| 0 komentar ]

Detik-detik Eksekusi Zi Bin Amrodi

Zi merapikan rambutnya yang panjang. Beberapa tampak memutih. Jenggotnya sepuluh senti, hitam-putih. Zi mengelus jenggotnya tiga kali, mengelap rambutnya tiga kali, dan mengusap wajahnya tiga kali. “Ya, Allah, hari ini surga-Mu terbuka untukku,” bibirnya tersenyum. Hatinya berbunga.
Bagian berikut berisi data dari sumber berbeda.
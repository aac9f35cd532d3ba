//! Shared application state.

use std::sync::Arc;

use storyweave_core::clock::Clock;
use storyweave_core::services::{
    InitialWordSource, StoryGenerator, StoryPublisher, ThumbnailCatalog,
};

use crate::registry::SessionRegistry;

/// Application state shared across all request handlers.
#[derive(Clone)]
pub struct AppState {
    /// Live authoring sessions.
    pub sessions: Arc<SessionRegistry>,
    /// Suggests word cards for the next episode.
    pub generator: Arc<dyn StoryGenerator>,
    /// Saves finished stories.
    pub publisher: Arc<dyn StoryPublisher>,
    /// Offers the opening word cards.
    pub initial_words: Arc<dyn InitialWordSource>,
    /// Lists cover images.
    pub thumbnails: Arc<dyn ThumbnailCatalog>,
}

impl AppState {
    /// Create new application state.
    #[must_use]
    pub fn new(
        sessions: Arc<SessionRegistry>,
        generator: Arc<dyn StoryGenerator>,
        publisher: Arc<dyn StoryPublisher>,
        initial_words: Arc<dyn InitialWordSource>,
        thumbnails: Arc<dyn ThumbnailCatalog>,
    ) -> Self {
        Self {
            sessions,
            generator,
            publisher,
            initial_words,
            thumbnails,
        }
    }

    /// Create state where one backend provides every story service.
    #[must_use]
    pub fn with_backend<B>(backend: Arc<B>, clock: Arc<dyn Clock>) -> Self
    where
        B: StoryGenerator + StoryPublisher + InitialWordSource + ThumbnailCatalog + 'static,
    {
        Self::new(
            Arc::new(SessionRegistry::new(clock)),
            backend.clone(),
            backend.clone(),
            backend.clone(),
            backend,
        )
    }
}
Di pelupuknya, penjaga surga sudah memanggilnya berkali-kali. Suara dari surga menyebarkan kedatangannya. “Ahlan wasahlan Zi Bin Amrodi, ahlan wasahlan…come in please, silakan masuk wahai para syuhada.” Seperti suara azan, penyambutan atas Zi Bin Amrodi membahana ke seluruh surga. Orang-orang berbaju putih-putih menanti penuh harap.

Zi bergegas mengambil surban, gamis, dan memercikinya dengan kasturi. Terompah kulit yang baru dibawakan isteri keduanya langsung dipasangkan ke telapaknya. “Isteriku, rasanya tak sabar aku menantimu di surgaku. Ingin rasanya aku mengajakmu sekarang. Tapi, sudahlah, kau besarkan dulu anakku yang kusemai di rahimmu. Ia akan lebih hebat dari bapaknya. Kalau sekarang hanya 200 ribu, 20 tahun lagi, mungkin 2 juta nyawa kafirin itu akan melayang,” Zi melamun.

Para penjaga tak sabar. Beberapa polisi memegang mesin pencabut nyawa di depan kamar. “Zi,” komandan pasukan menegur. Waktu semakin pendek. Upacara eksekusi segera dilakukan. Regu tembak telah disiapkan.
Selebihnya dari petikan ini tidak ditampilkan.